The last mile of my trail riding is along the Niver Creek trail. There must be a slight invisible incline on this part of the trail, or I hit the end of my stamina at the exact same place every day, because this is when my bike suddenly stops with the ability to pick up momentum and just grinds along in the most horrible way. It’s one thing to go up a hill–I go up a ridiculous hill a couple miles further on–but maybe it’s the fact that I can’t see this hill, and can’t see where it ends, that makes this slight one so much harder than the epic one(™) three miles down.
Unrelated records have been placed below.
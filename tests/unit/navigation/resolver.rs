use super::*;
use crate::{
    animation::timeline::Timeline,
    foundation::core::Viewport,
    scroll::binding::ScrollBinding,
    scroll::layout::StackedLayout,
};

fn setup() -> (StackedLayout, ScrollController) {
    let vp = Viewport::new(800.0, 1000.0).unwrap();
    let layout = StackedLayout::new(vp)
        .section("hero", 1.0)
        .unwrap()
        .section("cards", 1.2)
        .unwrap()
        .section("gallery", 1.0)
        .unwrap()
        .section("footer", 0.9)
        .unwrap()
        .element("cards.heading", "cards", 0.1)
        .unwrap();
    (layout, ScrollController::new(vp))
}

#[test]
fn pinned_section_lands_mid_pin() {
    let (mut layout, mut ctl) = setup();
    ctl.bind(
        ScrollBinding::pinned("hero", 1.3, 0.0, Timeline::new()).unwrap(),
        &mut layout,
    );
    let t = NavigationResolver::resolve(&mut ctl, &mut layout, &"hero".into()).unwrap();
    assert_eq!(t.source, TargetSource::Pinned);
    assert_eq!(t.offset_px, 650.0);
}

#[test]
fn explicit_reveal_fraction_overrides_default() {
    let (mut layout, mut ctl) = setup();
    ctl.bind(
        ScrollBinding::pinned("hero", 1.3, 0.0, Timeline::new()).unwrap(),
        &mut layout,
    );
    let gallery = ScrollBinding::pinned("gallery", 1.0, 0.3, Timeline::new())
        .unwrap()
        .with_reveal(0.25)
        .unwrap();
    ctl.bind(gallery, &mut layout);
    let t = NavigationResolver::resolve(&mut ctl, &mut layout, &"gallery".into()).unwrap();
    // hero 1000 + spacer 1300 + cards 1200.
    assert_eq!(t.offset_px, 3500.0 + 250.0);
}

#[test]
fn threshold_binding_lands_at_region_start() {
    let (mut layout, mut ctl) = setup();
    let heading =
        ScrollBinding::reveal("cards", "cards.heading", 0.8, 0.55, 0.5, Timeline::new()).unwrap();
    ctl.bind(heading, &mut layout);
    let t = NavigationResolver::resolve(&mut ctl, &mut layout, &"cards.heading".into()).unwrap();
    assert_eq!(t.source, TargetSource::Region);
    assert_eq!(t.offset_px, 1100.0 - 800.0);
}

#[test]
fn unregistered_section_falls_back_to_measured_top() {
    let (mut layout, mut ctl) = setup();
    ctl.bind(
        ScrollBinding::pinned("hero", 1.3, 0.0, Timeline::new()).unwrap(),
        &mut layout,
    );
    let t = NavigationResolver::resolve(&mut ctl, &mut layout, &"footer".into()).unwrap();
    assert_eq!(t.source, TargetSource::Measured);
    assert_eq!(t.offset_px, layout.element_top(&"footer".into()).unwrap());
    assert_eq!(t.offset_px, 1000.0 + 1300.0 + 1200.0 + 1000.0);
}

#[test]
fn fallback_works_before_anything_is_bound() {
    let (mut layout, mut ctl) = setup();
    let t = NavigationResolver::resolve(&mut ctl, &mut layout, &"cards".into()).unwrap();
    assert_eq!(t.offset_px, 1000.0);
    assert!(NavigationResolver::resolve(&mut ctl, &mut layout, &"nope".into()).is_none());
}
According to Googlemaps, when I depart the Niver Creek trail, I’m only halfway to work, which is weird because about two-thirds of my ride time is over. I pedal through a suburban neighborhood, and turn right up the Epic Hill(™) which is two blocks on and generally necessitates me shifting down to almost my lowest gear. At the top of the hill (luckily, just over the crest) is a busy light that I have to stop at. This is usually where my asthma kicks in, either because I have to stop behind idling cars or because it’s the first time I’ve stopped in twelve miles and so my breathing pattern has changed. So I breathe, and I cough, and I breathe, and I cough, and eventually the light turns green and I get to ride down the other side of the Epic HIll(™) that I just rode up. I turn right at the second light, and then take the second left, only instead of going into the loading dock of American Furniture Warehouse I turn onto another bike trail and get squeaked at by indignant prairie dogs. This trail is short, maybe 3/4 of a mile, and then I’m at an RTD Park-n-Ride (major bus stop with an attached parking lot) which is next to the interstate. There’s a walkway that goes under the interstate, and the Park-n-Ride straddles both sides of the highway, southbound and northbound buses exiting for just as long as it takes to load up new passengers and head either towards or away from downtown Denver. The southbound side of the station has a departure board on it listing the next hour or so’s worth of bus times, so I can look at the next scheduled time and tell if I’m running late for work or not. I pick up the bike trail again on the other side of the Park-n-Ride, and run parallel to the interstate for the equivalent of a few blocks (once I saw a guy get pulled over by about 5 cop cars and pulled out of his car at gunpoint), and then down a big hill, and up a big hill, cross a light, and I’m basically at work. Except for the part where I have to wait eight minutes for the last light to change because my bike doesn’t set off the sensors and the pedestrian button doesn’t work.